Work task
Track down every line below that holds "before" and copy it.

———

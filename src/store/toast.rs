//! Transient notifications.

use std::cell::Cell;
use std::fmt;
use std::rc::Rc;
use std::time::Duration;

use tracing::debug;
use web_time::Instant;

use crate::reactive::{Emitter, Runtime, Signal};

#[derive(Debug, Clone, Copy, PartialEq, Eq, Hash)]
pub enum ToastKind {
    Success,
    Info,
    Error,
}

impl ToastKind {
    pub fn as_str(self) -> &'static str {
        match self {
            ToastKind::Success => "success",
            ToastKind::Info => "info",
            ToastKind::Error => "error",
        }
    }
}

#[derive(Debug, Clone, Copy, PartialEq, Eq, Hash, PartialOrd, Ord)]
pub struct ToastId(u64);

impl fmt::Display for ToastId {
    fn fmt(&self, f: &mut fmt::Formatter<'_>) -> fmt::Result {
        self.0.fmt(f)
    }
}

impl std::str::FromStr for ToastId {
    type Err = std::num::ParseIntError;

    fn from_str(s: &str) -> Result<Self, Self::Err> {
        s.parse().map(ToastId)
    }
}

#[derive(Debug, Clone, PartialEq, Eq)]
pub struct Toast {
    pub id: ToastId,
    pub kind: ToastKind,
    pub message: String,
    pub shown_at: Instant,
    pub duration: Duration,
}

impl Toast {
    pub fn is_expired(&self, now: Instant) -> bool {
        now.saturating_duration_since(self.shown_at) >= self.duration
    }
}

#[derive(Debug, Clone, Copy, PartialEq, Eq)]
pub enum ToastEvent {
    Shown(ToastId),
    Dismissed(ToastId),
    Expired(ToastId),
}

/// Newest last. At most `max` toasts are visible; showing one more drops the
/// oldest.
#[derive(Clone)]
pub struct ToastQueue {
    toasts: Signal<Vec<Toast>>,
    events: Emitter<ToastEvent>,
    next_id: Rc<Cell<u64>>,
    duration: Duration,
    max: usize,
}

impl ToastQueue {
    pub fn new(runtime: &Runtime, duration: Duration, max: usize) -> Self {
        Self {
            toasts: runtime.signal(Vec::new()),
            events: Emitter::new(),
            next_id: Rc::new(Cell::new(1)),
            duration,
            max: max.max(1),
        }
    }

    pub fn show(&self, kind: ToastKind, message: impl Into<String>) -> ToastId {
        self.show_at(kind, message.into(), Instant::now())
    }

    pub fn success(&self, message: impl Into<String>) -> ToastId {
        self.show(ToastKind::Success, message)
    }

    pub fn info(&self, message: impl Into<String>) -> ToastId {
        self.show(ToastKind::Info, message)
    }

    pub fn error(&self, message: impl Into<String>) -> ToastId {
        self.show(ToastKind::Error, message)
    }

    fn show_at(&self, kind: ToastKind, message: String, now: Instant) -> ToastId {
        let id = ToastId(self.next_id.get());
        self.next_id.set(id.0 + 1);

        let mut toasts = self.toasts.get_untracked();
        toasts.push(Toast {
            id,
            kind,
            message,
            shown_at: now,
            duration: self.duration,
        });
        let overflow = toasts.len().saturating_sub(self.max);
        let dropped: Vec<ToastId> = toasts.drain(..overflow).map(|t| t.id).collect();
        self.toasts.set(toasts);

        debug!(%id, kind = kind.as_str(), "toast shown");
        for old in dropped {
            self.events.emit(&ToastEvent::Dismissed(old));
        }
        self.events.emit(&ToastEvent::Shown(id));
        id
    }

    pub fn dismiss(&self, id: ToastId) -> bool {
        let mut removed = false;
        self.toasts.update(|toasts| {
            let before = toasts.len();
            toasts.retain(|t| t.id != id);
            removed = toasts.len() != before;
        });
        if removed {
            self.events.emit(&ToastEvent::Dismissed(id));
        }
        removed
    }

    /// Drop every toast whose duration has elapsed at `now`. Returns how many
    /// were dropped.
    pub fn expire(&self, now: Instant) -> usize {
        let mut expired = Vec::new();
        self.toasts.update(|toasts| {
            toasts.retain(|t| {
                let keep = !t.is_expired(now);
                if !keep {
                    expired.push(t.id);
                }
                keep
            });
        });
        for id in &expired {
            self.events.emit(&ToastEvent::Expired(*id));
        }
        expired.len()
    }

    pub fn clear(&self) {
        let ids: Vec<ToastId> = self.toasts.get_untracked().iter().map(|t| t.id).collect();
        self.toasts.set(Vec::new());
        for id in ids {
            self.events.emit(&ToastEvent::Dismissed(id));
        }
    }

    /// Tracked read of the visible toasts.
    pub fn visible(&self) -> Vec<Toast> {
        self.toasts.get()
    }

    pub fn len(&self) -> usize {
        self.toasts.with(Vec::len)
    }

    pub fn is_empty(&self) -> bool {
        self.len() == 0
    }

    pub fn events(&self) -> &Emitter<ToastEvent> {
        &self.events
    }

    pub fn duration(&self) -> Duration {
        self.duration
    }
}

———

Written response
            let before = toasts.len();
            removed = toasts.len() != before;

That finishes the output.